[Stored items]
··········

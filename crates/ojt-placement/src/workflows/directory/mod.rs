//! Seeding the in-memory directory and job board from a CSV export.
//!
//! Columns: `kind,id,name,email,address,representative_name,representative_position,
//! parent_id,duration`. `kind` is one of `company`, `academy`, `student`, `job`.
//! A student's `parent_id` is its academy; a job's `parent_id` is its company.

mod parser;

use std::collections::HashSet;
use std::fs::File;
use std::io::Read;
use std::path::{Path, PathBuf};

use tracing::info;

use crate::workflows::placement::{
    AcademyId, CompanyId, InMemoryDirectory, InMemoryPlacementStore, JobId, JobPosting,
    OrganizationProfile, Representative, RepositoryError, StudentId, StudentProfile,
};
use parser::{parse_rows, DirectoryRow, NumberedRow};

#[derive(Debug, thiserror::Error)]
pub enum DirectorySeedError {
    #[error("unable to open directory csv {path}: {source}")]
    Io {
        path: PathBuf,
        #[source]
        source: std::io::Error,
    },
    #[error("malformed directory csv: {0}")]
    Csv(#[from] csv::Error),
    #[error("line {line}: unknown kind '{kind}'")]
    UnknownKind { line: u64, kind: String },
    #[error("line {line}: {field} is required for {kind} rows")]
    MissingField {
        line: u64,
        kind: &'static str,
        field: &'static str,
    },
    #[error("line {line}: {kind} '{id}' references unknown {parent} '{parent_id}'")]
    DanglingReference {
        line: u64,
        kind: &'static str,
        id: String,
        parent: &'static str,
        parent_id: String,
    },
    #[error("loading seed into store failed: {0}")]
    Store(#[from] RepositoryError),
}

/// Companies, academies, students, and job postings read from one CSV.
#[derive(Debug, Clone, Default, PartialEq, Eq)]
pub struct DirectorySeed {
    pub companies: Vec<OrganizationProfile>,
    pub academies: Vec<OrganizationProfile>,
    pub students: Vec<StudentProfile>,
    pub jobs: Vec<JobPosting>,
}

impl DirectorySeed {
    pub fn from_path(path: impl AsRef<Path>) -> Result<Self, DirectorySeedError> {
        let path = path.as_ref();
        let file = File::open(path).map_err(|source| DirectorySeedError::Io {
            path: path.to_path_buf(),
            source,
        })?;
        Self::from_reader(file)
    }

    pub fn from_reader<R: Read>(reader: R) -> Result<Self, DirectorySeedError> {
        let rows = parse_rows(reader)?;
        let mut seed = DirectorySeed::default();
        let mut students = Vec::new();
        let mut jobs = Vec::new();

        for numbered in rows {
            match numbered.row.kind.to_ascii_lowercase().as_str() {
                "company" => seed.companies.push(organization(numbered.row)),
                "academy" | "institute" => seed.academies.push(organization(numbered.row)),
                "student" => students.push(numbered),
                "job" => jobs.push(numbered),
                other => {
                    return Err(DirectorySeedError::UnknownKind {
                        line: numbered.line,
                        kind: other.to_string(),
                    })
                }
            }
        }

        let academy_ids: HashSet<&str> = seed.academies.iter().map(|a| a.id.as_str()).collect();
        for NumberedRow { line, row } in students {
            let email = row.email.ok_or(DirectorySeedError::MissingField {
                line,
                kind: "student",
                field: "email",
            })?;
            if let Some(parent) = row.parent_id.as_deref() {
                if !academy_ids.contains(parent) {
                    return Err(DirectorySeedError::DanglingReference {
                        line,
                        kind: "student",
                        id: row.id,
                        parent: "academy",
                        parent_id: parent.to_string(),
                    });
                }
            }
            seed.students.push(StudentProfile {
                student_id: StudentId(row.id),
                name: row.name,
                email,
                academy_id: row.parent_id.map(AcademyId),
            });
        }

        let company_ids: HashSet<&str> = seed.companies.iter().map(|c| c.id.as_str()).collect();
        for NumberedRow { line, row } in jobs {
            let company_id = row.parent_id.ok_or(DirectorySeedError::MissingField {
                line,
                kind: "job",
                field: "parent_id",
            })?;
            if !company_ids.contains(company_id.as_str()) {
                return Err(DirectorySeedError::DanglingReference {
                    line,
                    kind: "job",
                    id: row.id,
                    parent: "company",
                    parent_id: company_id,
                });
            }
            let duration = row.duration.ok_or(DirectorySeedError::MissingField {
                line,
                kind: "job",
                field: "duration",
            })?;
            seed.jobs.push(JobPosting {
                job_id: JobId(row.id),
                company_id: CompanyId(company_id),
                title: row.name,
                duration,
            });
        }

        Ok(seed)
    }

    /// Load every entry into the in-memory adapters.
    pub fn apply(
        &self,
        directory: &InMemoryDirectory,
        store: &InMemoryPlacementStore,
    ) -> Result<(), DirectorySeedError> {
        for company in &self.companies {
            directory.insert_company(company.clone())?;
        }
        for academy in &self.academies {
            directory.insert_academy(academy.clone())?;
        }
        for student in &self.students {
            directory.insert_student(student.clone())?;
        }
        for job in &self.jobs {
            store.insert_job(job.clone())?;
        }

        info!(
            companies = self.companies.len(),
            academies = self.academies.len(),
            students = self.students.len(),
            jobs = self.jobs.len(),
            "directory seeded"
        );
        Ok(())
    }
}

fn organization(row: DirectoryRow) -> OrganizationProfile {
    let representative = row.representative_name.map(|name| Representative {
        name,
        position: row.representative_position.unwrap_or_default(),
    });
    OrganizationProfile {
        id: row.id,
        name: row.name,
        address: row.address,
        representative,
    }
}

··········

[The problem] Print all of the data exactly as it stands above.

[Solution to this problem]
filename crates/ojt-placement/src/workflows/directory/mod.rs
//! Seeding the in-memory directory and job board from a CSV export.
//!
//! Columns: `kind,id,name,email,address,representative_name,representative_position,
//! parent_id,duration`. `kind` is one of `company`, `academy`, `student`, `job`.
//! A student's `parent_id` is its academy; a job's `parent_id` is its company.

mod parser;

use std::collections::HashSet;
use std::fs::File;
use std::io::Read;
use std::path::{Path, PathBuf};

use tracing::info;

use crate::workflows::placement::{
    AcademyId, CompanyId, InMemoryDirectory, InMemoryPlacementStore, JobId, JobPosting,
    OrganizationProfile, Representative, RepositoryError, StudentId, StudentProfile,
};
use parser::{parse_rows, DirectoryRow, NumberedRow};

#[derive(Debug, thiserror::Error)]
pub enum DirectorySeedError {
    #[error("unable to open directory csv {path}: {source}")]
    Io {
        path: PathBuf,
        #[source]
        source: std::io::Error,
    },
    #[error("malformed directory csv: {0}")]
    Csv(#[from] csv::Error),
    #[error("line {line}: unknown kind '{kind}'")]
    UnknownKind { line: u64, kind: String },
    #[error("line {line}: {field} is required for {kind} rows")]
    MissingField {
        line: u64,
        kind: &'static str,
        field: &'static str,
    },
    #[error("line {line}: {kind} '{id}' references unknown {parent} '{parent_id}'")]
    DanglingReference {
        line: u64,
        kind: &'static str,
        id: String,
        parent: &'static str,
        parent_id: String,
    },
    #[error("loading seed into store failed: {0}")]
    Store(#[from] RepositoryError),
}

/// Companies, academies, students, and job postings read from one CSV.
#[derive(Debug, Clone, Default, PartialEq, Eq)]
pub struct DirectorySeed {
    pub companies: Vec<OrganizationProfile>,
    pub academies: Vec<OrganizationProfile>,
    pub students: Vec<StudentProfile>,
    pub jobs: Vec<JobPosting>,
}

impl DirectorySeed {
    pub fn from_path(path: impl AsRef<Path>) -> Result<Self, DirectorySeedError> {
        let path = path.as_ref();
        let file = File::open(path).map_err(|source| DirectorySeedError::Io {
            path: path.to_path_buf(),
            source,
        })?;
        Self::from_reader(file)
    }

    pub fn from_reader<R: Read>(reader: R) -> Result<Self, DirectorySeedError> {
        let rows = parse_rows(reader)?;
        let mut seed = DirectorySeed::default();
        let mut students = Vec::new();
        let mut jobs = Vec::new();

        for numbered in rows {
            match numbered.row.kind.to_ascii_lowercase().as_str() {
                "company" => seed.companies.push(organization(numbered.row)),
                "academy" | "institute" => seed.academies.push(organization(numbered.row)),
                "student" => students.push(numbered),
                "job" => jobs.push(numbered),
                other => {
                    return Err(DirectorySeedError::UnknownKind {
                        line: numbered.line,
                        kind: other.to_string(),
                    })
                }
            }
        }

        let academy_ids: HashSet<&str> = seed.academies.iter().map(|a| a.id.as_str()).collect();
        for NumberedRow { line, row } in students {
            let email = row.email.ok_or(DirectorySeedError::MissingField {
                line,
                kind: "student",
                field: "email",
            })?;
            if let Some(parent) = row.parent_id.as_deref() {
                if !academy_ids.contains(parent) {
                    return Err(DirectorySeedError::DanglingReference {
                        line,
                        kind: "student",
                        id: row.id,
                        parent: "academy",
                        parent_id: parent.to_string(),
                    });
                }
            }
            seed.students.push(StudentProfile {
                student_id: StudentId(row.id),
                name: row.name,
                email,
                academy_id: row.parent_id.map(AcademyId),
            });
        }

        let company_ids: HashSet<&str> = seed.companies.iter().map(|c| c.id.as_str()).collect();
        for NumberedRow { line, row } in jobs {
            let company_id = row.parent_id.ok_or(DirectorySeedError::MissingField {
                line,
                kind: "job",
                field: "parent_id",
            })?;
            if !company_ids.contains(company_id.as_str()) {
                return Err(DirectorySeedError::DanglingReference {
                    line,
                    kind: "job",
                    id: row.id,
                    parent: "company",
                    parent_id: company_id,
                });
            }
            let duration = row.duration.ok_or(DirectorySeedError::MissingField {
                line,
                kind: "job",
                field: "duration",
            })?;
            seed.jobs.push(JobPosting {
                job_id: JobId(row.id),
                company_id: CompanyId(company_id),
                title: row.name,
                duration,
            });
        }

        Ok(seed)
    }

    /// Load every entry into the in-memory adapters.
    pub fn apply(
        &self,
        directory: &InMemoryDirectory,
        store: &InMemoryPlacementStore,
    ) -> Result<(), DirectorySeedError> {
        for company in &self.companies {
            directory.insert_company(company.clone())?;
        }
        for academy in &self.academies {
            directory.insert_academy(academy.clone())?;
        }
        for student in &self.students {
            directory.insert_student(student.clone())?;
        }
        for job in &self.jobs {
            store.insert_job(job.clone())?;
        }

        info!(
            companies = self.companies.len(),
            academies = self.academies.len(),
            students = self.students.len(),
            jobs = self.jobs.len(),
            "directory seeded"
        );
        Ok(())
    }
}

fn organization(row: DirectoryRow) -> OrganizationProfile {
    let representative = row.representative_name.map(|name| Representative {
        name,
        position: row.representative_position.unwrap_or_default(),
    });
    OrganizationProfile {
        id: row.id,
        name: row.name,
        address: row.address,
        representative,
    }
}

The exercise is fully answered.